There was a time, of course, when COVID-19 could have been contained in a region; but that time as passed.  We are now in a pandemic and we may experience COVID-19 as an endemic illness, much like the flu.  This is where facing and moving toward the truth, toward the hockey stick, is very important.  Moving toward this truth opens the possibility of blocking it at the base and disarming the aggression before it becomes harmful.  It’s a classic martial arts move for blocking hockey sticks, bats or swords.  Move to the base and disarm.  The alternative, blocking the strike at the tip, will lead to far greater injury simply because there is more momentum behind the blow.  We are experiencing with this pandemic a version of what it can feel like if we delay action in addressing a hockey stick such that we can no longer disarm at the base and are instead forced to experience the impact of a blow at the tip.  It’s an appetizer to what the main course of the CO2 hockey stick graph can deliver.

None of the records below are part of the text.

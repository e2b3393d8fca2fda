/// A position in a sequence whose length is not known yet.
///
/// An index counts either forward from the first element or backward from
/// the last one. `AfterLast` is the position just past the end: it never
/// addresses an element, but it is a valid insertion point. `None` is the
/// explicit "no such index".
///
/// An index is turned into a concrete position by clamping it against the
/// length of the sequence it addresses.
#[derive(Debug, Clone, Copy, PartialEq, Eq, Hash)]
#[cfg_attr(feature = "serde", derive(serde::Serialize))]
pub enum Index {
    /// The nth element counting from the first one.
    Forward(usize),
    /// The nth element counting backward from the last one.
    FromEnd(usize),
    AfterLast,
    None,
}

#[cfg(target_pointer_width = "64")]
static_assertions::assert_eq_size!(Index, [u8; 16]);

impl Index {
    pub const FIRST: Index = Index::Forward(0);
    pub const LAST: Index = Index::FromEnd(0);

    /// Highest raw value that still counts forward in the signed encoding.
    pub const FORWARD_LIMIT: i64 = i32::MAX as i64;
    /// Raw encoding of [`Index::LAST`].
    pub const RAW_LAST: i64 = i64::MAX;
    /// Raw encoding of [`Index::AfterLast`].
    pub const RAW_AFTER_LAST: i64 = i64::MIN;
    /// Raw encoding of [`Index::None`].
    pub const RAW_NONE: i64 = -1;

    /// The position this index addresses in a sequence of `length`
    /// elements, if any.
    pub fn clamp(self, length: usize) -> Option<usize> {
        match self {
            Index::Forward(offset) if offset < length => Some(offset),
            Index::FromEnd(back) if back < length => Some(length - back - 1),
            _ => None,
        }
    }

    /// The position before which new elements go when inserting at this
    /// index.
    ///
    /// A forward index inserts before the element it addresses, or appends
    /// when it equals `length`. A backward index inserts after the element
    /// it addresses, so [`Index::LAST`] appends as well; one that reaches
    /// past the first element appends too, which makes [`Index::LAST`] an
    /// insertion point even in an empty sequence. [`Index::AfterLast`]
    /// always appends.
    pub fn insertion_point(self, length: usize) -> Option<usize> {
        match self {
            Index::Forward(offset) if offset <= length => Some(offset),
            Index::Forward(_) | Index::None => None,
            Index::FromEnd(back) if back < length => Some(length - back),
            Index::FromEnd(_) | Index::AfterLast => Some(length),
        }
    }

    pub fn is_backward(self) -> bool {
        matches!(self, Index::FromEnd(_))
    }

    /// Decode the signed sentinel encoding.
    ///
    /// Non-negative values up to [`Index::FORWARD_LIMIT`] count forward;
    /// larger values count backward from [`Index::RAW_LAST`]. Negative
    /// values other than [`Index::RAW_AFTER_LAST`] mean no index at all.
    pub fn decode(raw: i64) -> Index {
        if raw == Self::RAW_AFTER_LAST {
            Index::AfterLast
        } else if raw < 0 {
            Index::None
        } else if raw <= Self::FORWARD_LIMIT {
            usize::try_from(raw).map_or(Index::None, Index::Forward)
        } else {
            usize::try_from(Self::RAW_LAST - raw).map_or(Index::None, Index::FromEnd)
        }
    }

    /// Encode into the signed sentinel encoding.
    ///
    /// Indices too far from either end to be represented give `None`.
    pub fn encode(self) -> Option<i64> {
        match self {
            Index::Forward(offset) => i64::try_from(offset)
                .ok()
                .filter(|raw| *raw <= Self::FORWARD_LIMIT),
            Index::FromEnd(back) => i64::try_from(back)
                .ok()
                .map(|back| Self::RAW_LAST - back)
                .filter(|raw| *raw > Self::FORWARD_LIMIT),
            Index::AfterLast => Some(Self::RAW_AFTER_LAST),
            Index::None => Some(Self::RAW_NONE),
        }
    }
}

impl From<usize> for Index {
    fn from(offset: usize) -> Self {
        Index::Forward(offset)
    }
}

/// Clamp a batch of indices into ascending, de-duplicated positions,
/// dropping the ones that address nothing.
pub(crate) fn clamp_all(indices: &[Index], length: usize) -> Vec<usize> {
    let mut positions = indices
        .iter()
        .filter_map(|index| index.clamp(length))
        .collect::<Vec<_>>();
    positions.sort_unstable();
    positions.dedup();
    positions
}

#[cfg(test)]
mod tests {
    use super::*;

    #[test]
    fn test_clamp_boundaries() {
        let length = 5;
        assert_eq!(Index::Forward(0).clamp(length), Some(0));
        assert_eq!(Index::Forward(4).clamp(length), Some(4));
        assert_eq!(Index::Forward(5).clamp(length), None);
        assert_eq!(Index::LAST.clamp(length), Some(4));
        assert_eq!(Index::FromEnd(1).clamp(length), Some(3));
        assert_eq!(Index::FromEnd(4).clamp(length), Some(0));
        assert_eq!(Index::FromEnd(5).clamp(length), None);
        assert_eq!(Index::AfterLast.clamp(length), None);
        assert_eq!(Index::None.clamp(length), None);
    }

    #[test]
    fn test_clamp_empty() {
        assert_eq!(Index::FIRST.clamp(0), None);
        assert_eq!(Index::LAST.clamp(0), None);
        assert_eq!(Index::AfterLast.clamp(0), None);
        assert_eq!(Index::None.clamp(0), None);
    }

    #[test]
    fn test_clamp_always_in_range() {
        let indices = [
            Index::FIRST,
            Index::Forward(1),
            Index::Forward(7),
            Index::LAST,
            Index::FromEnd(1),
            Index::FromEnd(7),
            Index::AfterLast,
            Index::None,
        ];
        for length in 0..10 {
            for index in indices {
                if let Some(position) = index.clamp(length) {
                    assert!(position < length, "{index:?} in {length}");
                }
            }
            if length > 0 {
                assert_eq!(Index::LAST.clamp(length), Some(length - 1));
            }
        }
    }

    #[test]
    fn test_insertion_point() {
        assert_eq!(Index::Forward(0).insertion_point(3), Some(0));
        assert_eq!(Index::Forward(3).insertion_point(3), Some(3));
        assert_eq!(Index::Forward(4).insertion_point(3), None);
        assert_eq!(Index::LAST.insertion_point(3), Some(3));
        assert_eq!(Index::FromEnd(2).insertion_point(3), Some(1));
        assert_eq!(Index::FromEnd(3).insertion_point(3), Some(3));
        assert_eq!(Index::FromEnd(9).insertion_point(3), Some(3));
        assert_eq!(Index::AfterLast.insertion_point(3), Some(3));
        assert_eq!(Index::AfterLast.insertion_point(0), Some(0));
        assert_eq!(Index::LAST.insertion_point(0), Some(0));
        assert_eq!(Index::None.insertion_point(3), None);
    }

    #[test]
    fn test_decode_sentinels() {
        assert_eq!(Index::decode(Index::RAW_LAST), Index::LAST);
        assert_eq!(Index::decode(Index::RAW_LAST - 1), Index::FromEnd(1));
        assert_eq!(Index::decode(Index::RAW_AFTER_LAST), Index::AfterLast);
        assert_eq!(Index::decode(Index::RAW_NONE), Index::None);
        assert_eq!(Index::decode(-42), Index::None);
        assert_eq!(Index::decode(0), Index::FIRST);
        assert_eq!(
            Index::decode(Index::FORWARD_LIMIT),
            Index::Forward(i32::MAX as usize)
        );
        assert!(Index::decode(Index::FORWARD_LIMIT + 1).is_backward());
    }

    #[test]
    fn test_decoded_clamp() {
        // the threshold arithmetic: LAST - n addresses length - n - 1
        let length = 4;
        assert_eq!(Index::decode(Index::RAW_LAST).clamp(length), Some(3));
        assert_eq!(Index::decode(Index::RAW_LAST - 1).clamp(length), Some(2));
        assert_eq!(Index::decode(Index::RAW_LAST - 4).clamp(length), None);
        assert_eq!(Index::decode(3).clamp(length), Some(3));
        assert_eq!(Index::decode(4).clamp(length), None);
        assert_eq!(Index::decode(Index::RAW_AFTER_LAST).clamp(length), None);
        assert_eq!(Index::decode(Index::RAW_NONE).clamp(length), None);
    }

    #[test]
    fn test_encode() {
        for index in [
            Index::FIRST,
            Index::Forward(12),
            Index::LAST,
            Index::FromEnd(12),
            Index::AfterLast,
            Index::None,
        ] {
            let raw = index.encode().unwrap();
            assert_eq!(Index::decode(raw), index);
        }
        assert_eq!(Index::Forward(i32::MAX as usize + 1).encode(), None);
    }

    #[test]
    fn test_clamp_all() {
        let indices = [
            Index::Forward(3),
            Index::LAST,
            Index::Forward(0),
            Index::Forward(9),
            Index::Forward(3),
            Index::None,
        ];
        assert_eq!(clamp_all(&indices, 5), vec![0, 3, 4]);
        assert_eq!(clamp_all(&indices, 0), Vec::<usize>::new());
    }
}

To reclaim our power from a hockey stick graph, we need to first be able to manage our anxieties and fears to the degree necessary to square up to the reality of what is coming down on us.  We need  accept that we are responsible, that our bodies are mostly made up of non-human cells (many of which form the foundation of our immune system—if fed appropriately—and some of which can kill us), that our success at overcoming circumstances beyond our control rests in our ability to stay open to and curiosity about possibilities both in our own lives and in others and to use this curiosity to cultivate an ability to come together and collectively problem-solve difficult circumstances, that we are in this together in a way that dissolves the boundaries of “us” vs “them” (on micro- and macroscopic scales), that our modern day hero isn’t a person who is going to rescue us from our choices but, rather, a choice made within us all to be humbled by the reality of circumstances beyond our control and use this humility to strengthen our commitment to do our own personal best in creating a future good through the circumstances and choices that are in our control.

 

An annotated version of the top figure, which shows the number of cases of those tested.  These numbers do not represent the total number of cases in Whatcom Co.  Testing is too restricted and sparse to accurately determine number of cases in Whatcom Co.  It should also be noted that the use of this information is to inspire a philosophical discussion and self-reflection on how we orient to information like this.  A better metric of the spread of this illness and the flattening of the curve is the death count.  As of the day of this post, that number is 18 and that curve has not yet leveled out.

[1] This is a philosophical statement based on a thought-experiment; it’s not a statement that reflects any mathematical model or research-based evidence.

[2] I am grateful for Tereza Jarnikova for her willingness to read this work, to ask important questions and to challenge me to take it a step beyond.